Executive Summary: Key Legal and Evidentiary Issues

  • Court approval of a third-party litigation funding agreement under section 33.1 of the Class Proceedings Act, 1992 (CPA), including scrutiny of fairness, reasonableness, and impact on solicitor-client control.
  • Assessment of Bench Walk’s financial capacity and the sufficiency of its adverse costs indemnity and disbursement funding to support a complex, document-heavy class action through trial.
  • Comparison of the funder’s percentage return and caps against other court-approved funding agreements and the Class Proceedings Fund, to ensure the class is not overburdened by funding costs.
  • Safeguards preserving the representative plaintiff’s control over the litigation, including instructions to counsel, settlement decisions, and protection of privilege and confidentiality.
  • Use of statutory powers under section 13.1(8) of the CPA to preclude similar overlapping Ontario class actions without leave of the Court, in light of substantial funding commitments and parallel proceedings in Quebec and British Columbia.
  • Consideration and approval of redactions to the funding agreement (under section 31.1(5) CPA principles) to prevent tactical disadvantage while ensuring judicial oversight via an unredacted copy to the Court.

Background and nature of the proposed class action

The proceeding is a proposed class action brought by representative plaintiff Taylor Pill against Amazon.com, Inc. and Amazon.com.ca ULC in the Ontario Superior Court of Justice. The claim is advanced on behalf of millions of Amazon customers who are alleged to have been harmed by unfair practices in the marketing and delivery of Amazon Prime subscription services. The alleged misconduct concerns how Amazon represented, sold, and administered its Prime subscription, and whether those practices breached consumer protection standards on a systemic basis. Given the breadth of the customer base and the complexity of Amazon’s subscription platform, the case is expected to require extensive document and data management, sophisticated expert evidence, and significant trial preparation over a lengthy litigation timeline. The plaintiff is unlikely to bear this financial burden personally, making external funding a practical necessity to advance the claim on behalf of the proposed class.

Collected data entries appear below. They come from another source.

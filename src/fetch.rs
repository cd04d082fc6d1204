//! # History aggregation
//!
//! [`ScrobbleFetcher`] walks a user's recent tracks page by page, retrying
//! failed pages, pacing requests, reporting progress after every page and
//! stopping early once an optional scrobble cap is reached.
//!
//! Pages are fetched strictly one after another: the total page count is only
//! known after a response arrives, and the accumulator belongs to a single
//! session.

use crate::api::LastFmApiClient;
use crate::cancel::{check_cancelled, run_with_cancel, sleep_with_cancel, CancellationState};
use crate::retry::{retry_with_backoff, RetryFailure};
use crate::types::{Credentials, FetchConfig, FetchProgress, ScrobbleRecord};
use crate::{LastFmError, Result};

/// Aggregation driver for a user's complete listening history.
///
/// # Examples
///
/// ```rust,no_run
/// use scrobble_doctor::{Credentials, FetchConfig, LastFmApiClientImpl, ScrobbleFetcher};
///
/// #[tokio::main]
/// async fn main() -> scrobble_doctor::Result<()> {
///     let client = LastFmApiClientImpl::new(Box::new(http_client::native::NativeClient::new()));
///     let fetcher = ScrobbleFetcher::new(client, FetchConfig::default());
///
///     let scrobbles = fetcher
///         .fetch_all(&Credentials::new("rj", "api-key"), Some(1000), |progress| {
///             println!(
///                 "page {}/{}: {} scrobbles",
///                 progress.current_page, progress.total_pages, progress.scrobbles_fetched
///             );
///         })
///         .await?;
///
///     println!("{} scrobbles fetched", scrobbles.len());
///     Ok(())
/// }
/// ```
pub struct ScrobbleFetcher<C: LastFmApiClient> {
    client: C,
    config: FetchConfig,
    cancellation: Option<CancellationState>,
}

impl<C: LastFmApiClient> ScrobbleFetcher<C> {
    pub fn new(client: C, config: FetchConfig) -> Self {
        Self {
            client,
            config,
            cancellation: None,
        }
    }

    /// Honour `cancellation` before every request and during every delay.
    pub fn with_cancellation(mut self, cancellation: CancellationState) -> Self {
        self.cancellation = Some(cancellation);
        self
    }

    pub fn config(&self) -> &FetchConfig {
        &self.config
    }

    pub fn client(&self) -> &C {
        &self.client
    }

    /// Fetch the whole history, or the first `max_scrobbles` entries of it.
    ///
    /// `on_progress` is called once per completed page. A cap of `None` or
    /// `Some(0)` fetches everything. Records without a timestamp (the track
    /// currently playing) never make it into the result.
    pub async fn fetch_all<F>(
        &self,
        credentials: &Credentials,
        max_scrobbles: Option<usize>,
        on_progress: F,
    ) -> Result<Vec<ScrobbleRecord>>
    where
        F: FnMut(FetchProgress) + Send,
    {
        let cancel_rx = self.cancellation.as_ref().map(|c| c.subscribe());
        fetch_all_with(
            &self.client,
            &self.config,
            cancel_rx,
            credentials,
            max_scrobbles,
            on_progress,
        )
        .await
    }
}

/// Driver loop shared by [`ScrobbleFetcher`] and the session loader.
pub(crate) async fn fetch_all_with<C, F>(
    client: &C,
    config: &FetchConfig,
    cancel_rx: Option<tokio::sync::watch::Receiver<bool>>,
    credentials: &Credentials,
    max_scrobbles: Option<usize>,
    mut on_progress: F,
) -> Result<Vec<ScrobbleRecord>>
where
    C: LastFmApiClient + ?Sized,
    F: FnMut(FetchProgress) + Send,
{
    credentials.validate()?;

    let cap = max_scrobbles.filter(|&max| max > 0);
    let page_size = config.effective_page_size();
    let mut scrobbles: Vec<ScrobbleRecord> = Vec::new();
    let mut page: u32 = 1;
    let mut total_pages: u32 = 1;

    log::info!(
        "Fetching scrobbles for '{}' ({})",
        credentials.username,
        cap.map(|c| format!("up to {c}"))
            .unwrap_or_else(|| "all".to_string())
    );

    while page <= total_pages {
        if let Some(cap) = cap {
            if scrobbles.len() >= cap {
                log::debug!("Reached cap of {cap} scrobbles before page {page}");
                break;
            }
        }

        check_cancelled(cancel_rx.as_ref())?;

        let operation_name = format!("recent tracks page {page}");
        let request_cancel_rx = cancel_rx.clone();
        let fetched = retry_with_backoff(
            &config.retry,
            &operation_name,
            cancel_rx.clone(),
            move |attempt| {
                log::trace!("Fetching page {page}, attempt {attempt}");
                run_with_cancel(
                    request_cancel_rx.clone(),
                    client.get_recent_tracks_page(credentials, page, page_size),
                )
            },
            |attempt, error| {
                log::debug!("Attempt {attempt} for page {page} failed: {error}");
            },
        )
        .await;

        let page_result = match fetched {
            Ok(retry_result) => retry_result.result,
            Err(RetryFailure::Exhausted {
                attempts,
                last_error,
            }) => {
                return Err(LastFmError::PageFetchExhausted {
                    page,
                    attempts,
                    message: last_error.to_string(),
                });
            }
            Err(RetryFailure::Aborted(error)) => return Err(error),
        };

        let received = page_result.records.len();
        scrobbles.extend(
            page_result
                .records
                .into_iter()
                .filter(|record| !record.is_now_playing()),
        );

        if page > 1 && page_result.total_pages != total_pages {
            log::debug!(
                "Total pages changed from {total_pages} to {}",
                page_result.total_pages
            );
        }
        total_pages = page_result.total_pages;

        log::debug!(
            "Page {page}/{total_pages}: {received} records, {} scrobbles so far",
            scrobbles.len()
        );

        on_progress(FetchProgress {
            current_page: page,
            total_pages,
            scrobbles_fetched: scrobbles.len(),
            scrobbles: config.include_live_results.then(|| scrobbles.clone()),
        });

        page += 1;

        sleep_with_cancel(cancel_rx.clone(), config.page_delay).await?;
    }

    if let Some(cap) = cap {
        scrobbles.truncate(cap);
    }

    log::info!(
        "Fetched {} scrobbles for '{}'",
        scrobbles.len(),
        credentials.username
    );

    Ok(scrobbles)
}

Third-party funding arrangement with Bench Walk

To support the litigation, the plaintiff, his counsel, and Benchwalk 25d, L.P. and Bench Walk Associates GP LLP (affiliates of Bench Walk Advisors, LLC, collectively “Bench Walk”) entered into a third-party litigation funding agreement on May 9, 2025, later amended on November 18, 2025. The agreement is a “third-party funding agreement” within the meaning of section 33.1 of the Class Proceedings Act, 1992, which governs arrangements where a non-party funder provides money or an indemnity to pursue a class proceeding in return for a share of any monetary award or settlement funds or other consideration. Under the agreement, Bench Walk is to provide disbursement funding and an adverse costs indemnity up to a specified maximum, calibrated to counsel’s best estimate of what is needed to take the action through trial. If the case produces a monetary recovery, Bench Walk will first be repaid for any disbursements it has funded, and then receive a percentage share of the net litigation proceeds (after payment of legal fees and administrative costs), subject to caps that vary depending on the stage at which the case resolves. Parts of the agreement filed with the court and served on the defendants are redacted, consistent with the statutory allowance for redacting information that could confer tactical advantage on the defendants, but an unredacted version has been provided to the judge for full review.

Independent legal advice and protection of solicitor-client relationship

A central statutory concern under section 33.1(9)(a) of the CPA is whether a funding agreement is fair and reasonable and does not impair the representative plaintiff’s right to instruct counsel or control the litigation. In this case, the plaintiff obtained independent legal advice from Paul Davis, an experienced class actions lawyer at Paliare Roland Rosenberg Rothstein LLP, before first entering the agreement with Bench Walk, and again before signing the amended version. The agreement expressly preserves the plaintiff’s control over the litigation. It confirms that the representative plaintiff directs the conduct of the proceedings and retains the authority to accept or reject settlements, subject only to notifying Bench Walk of settlement offers made or received. It also includes safeguards to ensure that solicitor-client privilege and the confidentiality of information shared on behalf of the plaintiff and class members are preserved. These terms mirror provisions previously approved in Lochan v. Binance Holdings Limited, where similar protections around client control and privilege were upheld as acceptable.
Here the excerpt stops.